> _PROVIDED RECORDS_

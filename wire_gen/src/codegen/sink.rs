use indexmap::IndexSet;

/* Output sections, in the order they appear in a finished module */
#[derive(Debug, Clone, Copy, PartialEq, Eq, PartialOrd, Ord, Hash)]
pub enum Section {
  Preamble,
  Constants,
  Contexts,
  Types,
  Impls,
}

impl Section {
  pub const ALL: [Section; 5] = [Section::Preamble, Section::Constants, Section::Contexts, Section::Types, Section::Impls];
}

/// Destination for generated source text.
pub trait CodeSink {
  /// Register a top-level declaration. Returns false if the name is already taken.
  fn declare(&mut self, name: &str) -> bool;

  fn is_declared(&self, name: &str) -> bool;

  fn push_section(&mut self, section: Section, code: &str);

  fn finish(self) -> String
  where
    Self: Sized;
}

/// Accumulates one generated Rust module in memory.
#[derive(Debug, Default)]
pub struct ModuleSink {
  declared: IndexSet<String>,
  sections: [String; 5],
}

impl ModuleSink {
  pub fn new() -> Self {
    Self::default()
  }

  pub fn declared(&self) -> impl Iterator<Item = &str> {
    self.declared.iter().map(String::as_str)
  }

  fn slot(section: Section) -> usize {
    Section::ALL.iter().position(|s| *s == section).unwrap_or(Section::ALL.len() - 1)
  }
}

impl CodeSink for ModuleSink {
  fn declare(&mut self, name: &str) -> bool {
    self.declared.insert(name.to_string())
  }

  fn is_declared(&self, name: &str) -> bool {
    self.declared.contains(name)
  }

  fn push_section(&mut self, section: Section, code: &str) {
    let buf = &mut self.sections[Self::slot(section)];
    buf.push_str(code);
    if !code.ends_with('\n') {
      buf.push('\n');
    }
  }

  fn finish(self) -> String {
    let mut output = String::new();
    for section in self.sections.into_iter().filter(|s| !s.is_empty()) {
      if !output.is_empty() {
        output.push('\n');
      }
      output.push_str(&section);
    }
    output
  }
}
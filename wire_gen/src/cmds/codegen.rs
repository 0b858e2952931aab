/* Codegen command - generate a Rust module from format descriptions */

use super::common::{build_resolver, load_files, source_names};
use std::path::PathBuf;
use wire_gen::{RustCodeGenerator, RustCodeGeneratorOptions};

/* Execute the codegen command */
pub fn run(
  files: Vec<PathBuf>,
  include_dirs: Vec<PathBuf>,
  output: PathBuf,
  no_constants: bool,
  verbose: bool,
) -> anyhow::Result<()> {
  if verbose {
    println!("Wire Generator - Code Generation Tool");
    println!("=====================================\n");
    println!("[~] Configuration:");
    println!("  Output file: {}", output.display());
    println!("  Input files: {}", files.len());
    for file in &files {
      println!("    - {}", file.display());
    }
    if !include_dirs.is_empty() {
      println!("  Include directories: {}", include_dirs.len());
      for dir in &include_dirs {
        println!("    - {}", dir.display());
      }
    }
    println!();
  }

  let loaded = load_files(&files, include_dirs, verbose)?;
  let resolver = build_resolver(&loaded)?;

  let options = RustCodeGeneratorOptions {
    emit_constants: !no_constants,
    sources: source_names(&files),
    ..Default::default()
  };
  RustCodeGenerator::new(&resolver, options).write_module(&output)?;

  if verbose {
    println!("[✓] Generated Rust code: {}", output.display());
  }
  Ok(())
}
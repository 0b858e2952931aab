pub mod decode;
pub mod emit_ctx;
pub mod encode;
pub mod functions;
pub mod helpers;
pub mod runtime;
pub mod types;
pub mod validate;

pub use emit_ctx::{Access, EmitCtx, Emitter};
pub use functions::emit_struct_impl;
pub use runtime::{RUNTIME_PREAMBLE, module_header};
pub use types::{emit_constant, emit_context_decl, emit_struct_decl};
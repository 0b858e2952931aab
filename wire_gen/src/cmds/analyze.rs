/* Analyze command - structure report and dependency analysis */

use super::common::{build_resolver, load_files};
use anyhow::Context as _;
use serde::Serialize;
use std::path::PathBuf;
use wire_gen::dependency::DependencyAnalyzer;
use wire_gen::schema::resolved::{ResolvedMember, ResolvedType};
use wire_gen::schema::{Context, Struct};
use wire_gen::{Resolver, RustCodeGenerator, RustCodeGeneratorOptions};

#[derive(Debug, Serialize)]
struct UnionSummary {
    name: String,
    cases: usize,
    disallowed: usize,
    has_default: bool,
}

#[derive(Debug, Serialize)]
struct StructSummary {
    name: String,
    #[serde(rename = "extern")]
    is_extern: bool,
    contexts: Vec<String>,
    members: usize,
    unions: Vec<UnionSummary>,
    /* Fields whose struct reference is boxed to break recursion */
    boxed: Vec<String>,
}

#[derive(Debug, Serialize)]
struct AnalysisReport {
    structs: Vec<StructSummary>,
    contexts: Vec<String>,
    constants: usize,
    dependency_order: Option<Vec<String>>,
    cycles: Vec<Vec<String>>,
    errors: Vec<String>,
}

/* Execute the analyze command */
pub fn run(
    files: Vec<PathBuf>,
    include_dirs: Vec<PathBuf>,
    json: bool,
    print_struct: Option<String>,
) -> anyhow::Result<()> {
    let loaded = load_files(&files, include_dirs, !json)?;
    let resolver = build_resolver(&loaded)?;
    if let Some(name) = print_struct.as_deref() {
        if resolver.lookup_struct(name).is_none() {
            anyhow::bail!("--print-struct: no struct named '{}' in the loaded files", name);
        }
    }
    let report = build_report(&resolver)?;

    if json {
        println!("{}", serde_json::to_string_pretty(&report)?);
    } else {
        print_report(&report);
    }

    if !report.errors.is_empty() || !report.cycles.is_empty() {
        anyhow::bail!("Analysis failed. Cannot generate code for these format descriptions.");
    }

    if let Some(name) = print_struct.as_deref() {
        let generator = RustCodeGenerator::new(&resolver, RustCodeGeneratorOptions::default());
        let code = generator
            .emit_struct_code(name)
            .with_context(|| format!("Failed to generate code for struct '{}'", name))?;
        println!("\n[~] Generated code for '{}':\n", name);
        println!("{}", code);
    }

    Ok(())
}

fn build_report(resolver: &Resolver) -> anyhow::Result<AnalysisReport> {
    let structs: Vec<&Struct> = resolver.structs().collect();
    let contexts: Vec<&Context> = resolver.contexts().collect();
    let analysis = DependencyAnalyzer::new().analyze(&structs, &contexts);

    let mut summaries = Vec::with_capacity(structs.len());
    for def in &structs {
        let mut summary = StructSummary {
            name: def.name.clone(),
            is_extern: def.is_extern(),
            contexts: def.contexts.clone(),
            members: def.members.len(),
            unions: Vec::new(),
            boxed: Vec::new(),
        };
        if !def.is_extern() {
            let resolved = resolver
                .resolve_struct(def)
                .with_context(|| format!("Failed to resolve struct '{}'", def.name))?;
            collect_members(&resolved.members, &mut summary);
        }
        summaries.push(summary);
    }

    Ok(AnalysisReport {
        structs: summaries,
        contexts: contexts.iter().map(|c| c.name.clone()).collect(),
        constants: resolver.constants().count(),
        dependency_order: analysis.topological_order.clone(),
        cycles: analysis.cycles.iter().map(|c| c.cycle.clone()).collect(),
        errors: analysis.validation_errors.iter().map(|e| e.to_string()).collect(),
    })
}

fn collect_members(members: &[ResolvedMember<'_>], summary: &mut StructSummary) {
    for member in members {
        match member {
            ResolvedMember::Field(field) => {
                if is_boxed(&field.ty) {
                    summary.boxed.push(field.name.to_string());
                }
            }
            ResolvedMember::Union(union) => {
                summary.unions.push(UnionSummary {
                    name: union.name.to_string(),
                    cases: union.cases.len(),
                    disallowed: union.cases.iter().filter(|c| c.disallowed).count(),
                    has_default: union.cases.iter().any(|c| c.labels.is_none()),
                });
                for case in &union.cases {
                    collect_members(&case.members, summary);
                }
            }
            ResolvedMember::Eos | ResolvedMember::Ignore | ResolvedMember::Fail => {}
        }
    }
}

fn is_boxed(ty: &ResolvedType<'_>) -> bool {
    match ty {
        ResolvedType::Struct { boxed, .. } => *boxed,
        ResolvedType::FixedArray { base, .. } => is_boxed(base),
        _ => false,
    }
}

fn print_report(report: &AnalysisReport) {
    println!("\n[~] Structure Summary:");
    println!("=====================");
    for summary in &report.structs {
        if summary.is_extern {
            println!("  - {} (extern)", summary.name);
            continue;
        }
        println!("  - {} ({} members)", summary.name, summary.members);
        if !summary.contexts.is_empty() {
            println!("      contexts: {}", summary.contexts.join(", "));
        }
        for union in &summary.unions {
            println!(
                "      union {}: {} case(s), {} disallowed{}",
                union.name,
                union.cases,
                union.disallowed,
                if union.has_default { ", with default" } else { "" }
            );
        }
        if !summary.boxed.is_empty() {
            println!("      boxed: {}", summary.boxed.join(", "));
        }
    }
    println!("[~] {} context(s), {} constant(s)", report.contexts.len(), report.constants);

    println!("\n[~] Dependency Analysis Results:");
    println!("==============================");
    match &report.dependency_order {
        Some(order) => println!("[✓] Dependency order: {}", order.join(", ")),
        None => println!("[~] No dependency order: some structs are recursive"),
    }

    if report.cycles.is_empty() {
        println!("[✓] No infinite containment cycles detected");
    } else {
        println!("[✗] {} infinite containment cycle(s) detected:", report.cycles.len());
        for cycle in &report.cycles {
            println!("  [~] Cycle: {}", cycle.join(" -> "));
        }
    }

    if report.errors.is_empty() {
        println!("[✓] No validation errors");
    } else {
        println!("[✗] {} validation error(s):", report.errors.len());
        for error in &report.errors {
            println!("  [!] {}", error);
        }
    }
}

> _ABOUT THIS EXERCISE_
Look through the records and copy every line that has the word "bool".

> _THE ANSWER_
  fn declare(&mut self, name: &str) -> bool;
  fn is_declared(&self, name: &str) -> bool;
  fn declare(&mut self, name: &str) -> bool {
  fn is_declared(&self, name: &str) -> bool {
  no_constants: bool,
  verbose: bool,
    has_default: bool,
    is_extern: bool,
    json: bool,
fn is_boxed(ty: &ResolvedType<'_>) -> bool {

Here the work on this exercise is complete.